In April 2018, the Civic Centre CIVIVOX in Iturrama, Pamplona, hosted the temporary architectural exhibition “La belleza de los esqueletos de la arquitectura” (The Beauty of the Bones of Architecture). The centerpiece of the show was “Light of Life.”

Fernando Molina Arquitectura designed “Light of Life,” a display shaped like an egg that glows with light. This structure was a component of an academic project completed by University of Navarra School of Architecture Geometry students. Their main contribution to the FORUN summit, whose central topic was “the future,” was this display.

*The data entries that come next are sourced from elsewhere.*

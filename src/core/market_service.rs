// core/market_service.rs
use std::sync::Arc;

use tracing::{info, warn};
use uuid::Uuid;
use validator::Validate;

use crate::core::credential_service::CredentialService;
use crate::core::market_analysis::{analyze, fixture_items, normalize_search_text};
use crate::domain::integration::Provider;
use crate::domain::market::{
    AiSuggestion, AnalyzeRequest, AnalyzeResponse, Brand, Catalog, HistoricalPrice,
    MarketAnalysis, MarketAnalysisDetail, MarketItem, MarketQuery, PriceAnalysis,
};
use crate::infrastructure::database::Database;
use crate::infrastructure::error::{AppError, AppResult};
use crate::infrastructure::pricing::PricingAdvisor;
use crate::infrastructure::vinted::MarketDataProvider;
use crate::utils::Config;

/// Nombre de relevés historiques considérés pour la tendance
const TREND_HISTORY_DEPTH: i64 = 30;

pub struct MarketService {
    db: Database,
    config: Arc<Config>,
    provider: Arc<dyn MarketDataProvider>,
    advisor: Arc<dyn PricingAdvisor>,
}

impl MarketService {
    pub fn new(
        db: Database,
        config: Arc<Config>,
        provider: Arc<dyn MarketDataProvider>,
        advisor: Arc<dyn PricingAdvisor>,
    ) -> Self {
        Self {
            db,
            config,
            provider,
            advisor,
        }
    }

    /// Jeton Vinted de la requête, sinon celui enregistré par l'utilisateur
    async fn resolve_token(&self, user_id: Uuid, explicit: Option<&str>) -> AppResult<String> {
        if let Some(token) = explicit.map(str::trim).filter(|t| !t.is_empty()) {
            return Ok(token.to_string());
        }
        CredentialService::new(self.db.clone(), self.config.clone())
            .reveal(user_id, Provider::Vinted)
            .await?
            .ok_or_else(|| AppError::Unauthorized("aucun token Vinted configuré".to_string()))
    }

    pub async fn analyze(&self, user_id: Uuid, request: AnalyzeRequest) -> AppResult<AnalyzeResponse> {
        request.validate()?;
        let product_name = request.search_text.trim().to_string();
        let query = MarketQuery {
            search_text: normalize_search_text(&product_name),
            brand_ids: request.brand_ids.clone(),
            catalog_ids: request.catalog_ids.clone(),
            status_ids: request.status_ids.clone(),
            sold_only: true,
        };

        let items = if request.test_mode {
            info!(user_id = %user_id, search = %query.search_text, "🧪 Analyse en mode test");
            fixture_items(&query.search_text)
        } else {
            let token = self.resolve_token(user_id, request.vinted_token.as_deref()).await?;
            self.search(&token, query).await?
        };

        let history = match self
            .db
            .market_analyses()
            .recent_averages(&product_name, TREND_HISTORY_DEPTH)
            .await
        {
            Ok(history) => history,
            Err(e) => {
                warn!(error = %e, "⚠️ Historique des prix indisponible");
                Vec::new()
            }
        };

        let analysis = analyze(&product_name, &items, &history);
        let saved_id = match self.persist(user_id, &analysis).await {
            Ok(id) => Some(id),
            Err(e) => {
                warn!(user_id = %user_id, error = %e, "⚠️ Analyse non sauvegardée");
                None
            }
        };

        let ai_suggestion = self.advise(&product_name, &items).await;

        info!(
            user_id = %user_id,
            product = %product_name,
            items = analysis.summary.items_found,
            average = analysis.metrics.average,
            ai = ai_suggestion.is_some(),
            "📈 Analyse de marché terminée"
        );
        Ok(AnalyzeResponse {
            analysis,
            saved_id,
            ai_suggestion,
        })
    }

    /// Articles vendus en priorité; les annonces en cours si aucune vente n'est trouvée
    async fn search(&self, token: &str, mut query: MarketQuery) -> AppResult<Vec<MarketItem>> {
        let sold = self.provider.search_items(token, &query).await?;
        if !sold.is_empty() {
            return Ok(sold);
        }
        info!(search = %query.search_text, "🔁 Aucune vente trouvée, recherche des annonces en cours");
        query.sold_only = false;
        self.provider.search_items(token, &query).await
    }

    /// Suggestion du conseiller IA; une erreur n'interrompt pas l'analyse
    async fn advise(&self, product_name: &str, items: &[MarketItem]) -> Option<AiSuggestion> {
        let sold: Vec<MarketItem> = items.iter().filter(|i| i.sold).cloned().collect();
        let context: &[MarketItem] = if sold.is_empty() { items } else { &sold };
        match self.advisor.suggest(product_name, context).await {
            Ok(suggestion) => suggestion,
            Err(e) => {
                warn!(product = %product_name, error = %e, "⚠️ Suggestion IA indisponible");
                None
            }
        }
    }

    async fn persist(&self, user_id: Uuid, analysis: &PriceAnalysis) -> AppResult<Uuid> {
        self.db
            .market_analyses()
            .save_with_history(
                &MarketAnalysis::from_analysis(user_id, analysis),
                &HistoricalPrice::new(
                    &analysis.product_name,
                    analysis.metrics.average,
                    analysis.summary.sold_count as i64,
                ),
            )
            .await
    }

    pub async fn list(&self, user_id: Uuid) -> AppResult<Vec<MarketAnalysis>> {
        self.db.market_analyses().list(user_id).await
    }

    /// Analyse avec l'évolution de son prix moyen (ordre chronologique)
    pub async fn get(&self, user_id: Uuid, id: Uuid) -> AppResult<MarketAnalysisDetail> {
        let repo = self.db.market_analyses();
        let analysis = repo
            .find(user_id, id)
            .await?
            .ok_or_else(|| AppError::NotFound("Analyse de marché".to_string()))?;
        let price_evolution = repo.history(&analysis.product_name).await?;
        Ok(MarketAnalysisDetail {
            analysis,
            price_evolution,
        })
    }

    pub async fn delete(&self, user_id: Uuid, id: Uuid) -> AppResult<()> {
        if !self.db.market_analyses().delete(user_id, id).await? {
            return Err(AppError::NotFound("Analyse de marché".to_string()));
        }
        info!(user_id = %user_id, analysis_id = %id, "🗑️ Analyse supprimée");
        Ok(())
    }

    pub async fn brands(&self, user_id: Uuid, search: Option<&str>) -> AppResult<Vec<Brand>> {
        let token = self.resolve_token(user_id, None).await?;
        self.provider.list_brands(&token, search).await
    }

    pub async fn catalogs(&self, user_id: Uuid) -> AppResult<Vec<Catalog>> {
        let token = self.resolve_token(user_id, None).await?;
        self.provider.list_catalogs(&token).await
    }
}
//! # Workers Module
//!
//! Tâches de fond lancées au démarrage du serveur:
//! - `cleanup_worker.rs`: purge périodique de l'historique des prix et des
//!   anciennes tentatives de captcha

pub mod cleanup_worker;

pub use cleanup_worker::{CleanupConfig, CleanupReport, CleanupWorker};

This show featured five structures and a scale model of those buildings to emphasize the formal beauty of architecture’s structural function, which is embodied in many examples.

Light of Life

This structure’s exhibition purpose is to symbolize the significance of Easter eggs. Since chocolate eggs signify fertility and life, they are traditionally presented as gifts yearly.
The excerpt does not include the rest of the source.